Like, maybe they stretch better than me. As a result of not placing my training at the top of my list, I've neglected my stretching some and have yet again, injured my gluteus medius. Blah. I have no one to blame but myself. Minor setback, though. I'm not going to let the glut win, you know, by being so fussy. I'll take it easy. Scale back my training for a few days. Stretch. And then see where that gets me. I've come to realize that not everything I want in life needs to happen right at this moment, no matter how impatient I get. The marathon goal I've set will indeed haunt me until it's done, but really the only reason I'm trying to do it now is to get it over with. Well, that's not the only reason, but a pretty big one. Mark my words, I will retire from race training if I can get a marathon under my belt. Parts of my body might be begging me to stop, but those parts just aren't strong enough, yet. Unfortunately, getting stronger the natural way takes so much longer than the steroid way. Not that I would use performance enhancing drugs. I don't want roid rage! But, because it takes so long, the impatience tends leaks into my conscious. I know that reward is that much sweeter when you know you've worked hard to earn it, but I loose site of that when things come easy to me. at least running is no picnic! Reality checks everyday! ...lift legs, move arms, stand straight, straight knee, breath steady...


Sunday, June 3, 2012

Don't Forget to Remember

I hope Hal Higdon is right. If he isn't...well, I'm not out any money but I'll be one unhappy in-shape person. I've decided to use one of his novice training plans to start out this whole marathon training stuff. It was recommended to me, but it's also posted for free on his website. So that helps, considering I'm not sure how much I can invest in this whole marathon training thing. I'm now two weeks in. My soreness has been at a minimum, I've upped my protein intake, and have built-in a little running routine. Unfortunately, my SI Joint is still not "hip" to the extra mileage and sometimes aches when I don't wear my brace. That's not really news, but just a reminder to continue my strength training exercises.

Speaking of reminders...
With the thousand other things I have to remind myself to do while I'm running--stand up straight, move arms, heel strike bad!, core strength good!, hips forward, short strides, loosen jaw, for heaven's sake pick up your feet--there's a new one I'm struggling to remember and that is to make sure my right knee doesn't bend inward. Most of my physical impairments, how ever slight they may be, seem to all tie back to my main issue that physical therapy is trying to correct. This was a new discovery for my PT, but it probably isn't new, since the effect of it causes a knee pain I'm familiar with. My right side is soooo weak, dude. Totally weak. And as a result, my knee just kind of shifts inward. But if I concentrate on it pointing forward when I run, es no problemo! The planets align (by planets I mean my legs), and off I go.
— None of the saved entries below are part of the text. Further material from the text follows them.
// ABOUTME: AI summarization over weather data: chat replies and insight reports
// ABOUTME: Both run on the LlmProvider trait and the weather query layer
//
// SPDX-License-Identifier: MIT OR Apache-2.0
// Copyright (c) 2025 Pierre Fitness Intelligence

/// Chat replies with a templated fallback
pub mod chat;
/// Insight reports
pub mod insights;
/// Compile-time system prompts
pub mod prompts;

pub use chat::{
    build_context_prompt, fallback_response, is_weather_detail_request, ChatReply, ChatSummarizer,
};
pub use insights::{CityInsight, CityWeatherRecord, InsightsService, WeatherInsights};
// ABOUTME: Axum HTTP testing utilities for integration tests
// ABOUTME: Provides helpers to test Axum routes without running a full server

use axum::{
    body::Body,
    http::{header, HeaderMap, Method, Request, StatusCode},
    Router,
};
use serde::Serialize;
use tower::ServiceExt;

/// Helper to build and execute HTTP requests against Axum routers
pub struct AxumTestRequest {
    method: Method,
    uri: String,
    headers: Vec<(String, String)>,
    body: Option<String>,
}

impl AxumTestRequest {
    fn with_method(method: Method, uri: &str) -> Self {
        Self {
            method,
            uri: uri.to_owned(),
            headers: Vec::new(),
            body: None,
        }
    }

    /// Create a new GET request
    pub fn get(uri: &str) -> Self {
        Self::with_method(Method::GET, uri)
    }

    /// Create a new POST request
    pub fn post(uri: &str) -> Self {
        Self::with_method(Method::POST, uri)
    }

    /// Create a new PUT request
    pub fn put(uri: &str) -> Self {
        Self::with_method(Method::PUT, uri)
    }

    /// Add a header to the request
    pub fn header(mut self, key: &str, value: &str) -> Self {
        self.headers.push((key.to_owned(), value.to_owned()));
        self
    }

    /// Add JSON body to the request
    pub fn json<T: Serialize>(mut self, data: &T) -> Self {
        self.body = Some(serde_json::to_string(data).expect("Failed to serialize JSON"));
        self.headers.push((
            header::CONTENT_TYPE.as_str().to_owned(),
            "application/json".to_owned(),
        ));
        self
    }

    /// Add a raw body, sent as JSON content type
    pub fn raw(mut self, body: &str) -> Self {
        self.body = Some(body.to_owned());
        self.headers.push((
            header::CONTENT_TYPE.as_str().to_owned(),
            "application/json".to_owned(),
        ));
        self
    }

    /// Execute the request against an Axum router
    pub async fn send(self, app: Router) -> AxumTestResponse {
        let mut builder = Request::builder().method(self.method).uri(self.uri);

        for (key, value) in self.headers {
            builder = builder.header(key, value);
        }

        let body = self.body.unwrap_or_default();
        let request = builder
            .body(Body::from(body))
            .expect("Failed to build request");

        let response = app
            .oneshot(request)
            .await
            .expect("Failed to execute request");

        AxumTestResponse::from_response(response).await
    }
}

/// Wrapper around Axum HTTP response for testing
pub struct AxumTestResponse {
    status: StatusCode,
    headers: HeaderMap,
    body: Vec<u8>,
}

impl AxumTestResponse {
    /// Create from response by eagerly reading the body
    async fn from_response(response: axum::http::Response<Body>) -> Self {
        use axum::body::to_bytes;
        let status = response.status();
        let headers = response.headers().clone();
        let body = to_bytes(response.into_body(), usize::MAX)
            .await
            .expect("Failed to read response body")
            .to_vec();
        Self {
            status,
            headers,
            body,
        }
    }

    /// Get the response status code as u16 for easy assertion
    pub const fn status(&self) -> u16 {
        self.status.as_u16()
    }

    /// Get a response header as text
    pub fn header(&self, name: &str) -> Option<&str> {
        self.headers.get(name).and_then(|v| v.to_str().ok())
    }

    /// Get the response body as a JSON value
    pub fn json<T: serde::de::DeserializeOwned>(self) -> T {
        serde_json::from_slice(&self.body).expect("Failed to deserialize JSON response")
    }

    /// Get the response body as a string
    pub fn text(self) -> String {
        String::from_utf8(self.body).expect("Failed to decode response as UTF-8")
    }
}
Why does Batman have eyebrows? Constant state of angry
Bleah, so how am I not discouraged by this? Jesus. I guess. I mean I don't think he would have felt the need to run a marathon and I'm not saying he's telling me to, but maybe without realizing it yet I'm trying to be my own Power Team. You know that group that goes around and performs feats of strength for God? I saw them (or a group like them) when I was a teenager. Inspiring stuff, although I know there's a trick to phone book ripping ...

Anyway, another reminder to myself: Glory to Him. I've asked to be prayed for, regarding my health, but I'm definitely not glorifying God enough through all this. Every few days I remind myself that I could be in a state of complete immobilization, and here I am, pushing the boundaries of a perfectly healthy body (well, not exactly perfect with a wobbly knee!). Why not acknowledge that by accomplishing a marathon, it is really an act of God rather than a stubborn person's unrealistic agenda?